Revolutionizing Women's Healthcare by Hannah Dudley-Shotwell

Author:Hannah Dudley-Shotwell [Dudley-Shotwell, Hannah]
Language: eng
Format: epub
Tags: Social Science, General, Women's Studies, History, Women, Medical, Public Health, Gynecology & Obstetrics
ISBN: 9780813593043
Google: d9rKDwAAQBAJ
Publisher: Rutgers University Press
Published: 2020-03-13T04:04:22+00:00


Self-Help at the Native American Women’s Health Education Resource Center

In the late 1980s, Charon Asetoyer, a Comanche Indian from San Jose, California, with a background in health education and intercultural management, brought self-help to her community on the Yankton Sioux Reservation in South Dakota. Though she personally identified as a feminist, Asetoyer, like many other women of color and indigenous women, thought that mainstream feminism did not accurately reflect the diversity of women in the movement. “For Indigenous feminists, it did not make sense to separate women’s issues from larger community issues,” she said.114 In order to address the myriad difficulties that plagued indigenous women and their communities, Asetoyer developed a new self-help approach that took indigenous traditions and spirituality into account.

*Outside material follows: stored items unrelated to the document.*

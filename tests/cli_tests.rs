//! CLI integration tests
//!
//! These tests verify the binary end to end: argument handling, output
//! selection and failure reporting.

mod common;

use std::process::Command;
use tempfile::TempDir;

fn wsdldoc() -> Command {
    Command::new(env!("CARGO_BIN_EXE_wsdldoc"))
}

fn fixture_path(name: &str) -> String {
    common::fixtures_dir().join(name).to_string_lossy().into_owned()
}

#[test]
fn test_cli_text_report() {
    let output = wsdldoc()
        .arg(fixture_path("user_service.wsdl"))
        .output()
        .expect("Failed to execute command");

    let stdout = String::from_utf8_lossy(&output.stdout);

    assert!(output.status.success(), "text report should succeed");
    assert!(stdout.contains("WSDL Analysis Report"));
    assert!(stdout.contains("[Service] UserService"));
    assert!(stdout.contains("[ComplexType] Order"));
}

#[test]
fn test_cli_html_to_file() {
    let dir = TempDir::new().unwrap();
    let out = dir.path().join("report.html");

    let output = wsdldoc()
        .args([
            fixture_path("user_service.wsdl").as_str(),
            "--format",
            "html",
            "--output",
            out.to_str().unwrap(),
        ])
        .output()
        .expect("Failed to execute command");

    assert!(output.status.success(), "html report should succeed");
    assert!(output.stdout.is_empty(), "report goes to the file, not stdout");

    let html = std::fs::read_to_string(&out).unwrap();
    assert!(html.starts_with("<!DOCTYPE html>"));
    assert!(html.contains(r#"id="section-types""#));
}

#[test]
fn test_cli_json_output() {
    let output = wsdldoc()
        .args([fixture_path("user_service.wsdl").as_str(), "-f", "json"])
        .output()
        .expect("Failed to execute command");

    assert!(output.status.success());
    let json: serde_json::Value =
        serde_json::from_slice(&output.stdout).expect("Output should be valid JSON");
    assert_eq!(json["messages"].as_array().unwrap().len(), 3);
}

#[test]
fn test_cli_missing_file() {
    let output = wsdldoc()
        .arg(fixture_path("does_not_exist.wsdl"))
        .output()
        .expect("Failed to execute command");

    assert!(!output.status.success(), "should fail for a missing file");
    let stderr = String::from_utf8_lossy(&output.stderr);
    assert!(stderr.contains("file not found"));
}

#[test]
fn test_cli_malformed_xml() {
    let output = wsdldoc()
        .arg(fixture_path("malformed.wsdl"))
        .output()
        .expect("Failed to execute command");

    assert!(!output.status.success(), "should fail for malformed XML");
    assert!(output.stdout.is_empty(), "nothing is rendered on load failure");
    let stderr = String::from_utf8_lossy(&output.stderr);
    assert!(stderr.contains("malformed XML"));
}

#[test]
fn test_cli_rejects_unknown_format() {
    let output = wsdldoc()
        .args([fixture_path("user_service.wsdl").as_str(), "--format", "pdf"])
        .output()
        .expect("Failed to execute command");

    assert!(!output.status.success());
}

#[test]
fn test_cli_unwritable_output_reports_io_error() {
    let dir = TempDir::new().unwrap();
    let out = dir.path().join("missing").join("report.txt");

    let output = wsdldoc()
        .args([
            fixture_path("user_service.wsdl").as_str(),
            "--output",
            out.to_str().unwrap(),
        ])
        .output()
        .expect("Failed to execute command");

    let stderr = String::from_utf8_lossy(&output.stderr);
    assert_eq!(output.status.code(), Some(1));
    assert!(stderr.contains("Error: I/O error"));
}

Native Americans on South Dakota reservations faced myriad health concerns. In South Dakota, over half of all domestic violence cases occurred in Native American households, though Native Americans made up less than 7 percent of the population. Seventy-five percent of Yankton Sioux Reservation residents over forty had diabetes. Eighty-five percent of the Native American adults on the reservation were unemployed. Only about a third of indigenous women in the state received regular prenatal care. The infant mortality rate in South Dakota was on the rise; there were 28.8 deaths per 1,000 births (more than double the national average). Three percent of all children on the reservation were born with fetal alcohol syndrome.115

At the heart of many feminist self-help efforts was a desire to prevent health problems before they occur; this was certainly the case with Asetoyer’s work. Native Americans in the United States still felt the effects of exploitation by European and American settlers spreading across the continent, seizing land, and wreaking havoc on Native civilizations. Asetoyer recognized that many of the health issues her community faced grew in part out of long-term effects of colonialism, including poor healthcare and alcohol abuse. In the mid-1980s, over 90 percent of the Yankton Sioux Reservation population relied for healthcare on the federally funded Indian Health Service (IHS), which existed as a result of treaty obligations that required the U.S. government to provide healthcare on reservations.116 Many people did not feel a sense of confidentiality and security when dealing with the federally funded IHS, so they were hesitant to take advantage of its services. Women were often especially loath to use IHS services for reproductive care, because they resented the intrusion of the federal government into practices long controlled by women.117 Among Plains tribes, older women had traditionally delivered children, then mentored girls through puberty and into adulthood. When those older women grew too old to care for themselves, the children they had delivered and mentored took care of them. When the IHS took over healthcare on reservations in the mid-twentieth century, many elderly women were pushed out of their role as midwives and purveyors of Native women’s health traditions and threatened with legal penalties if they failed to comply. This disruption in traditional care left many Native women without healthcare they could trust.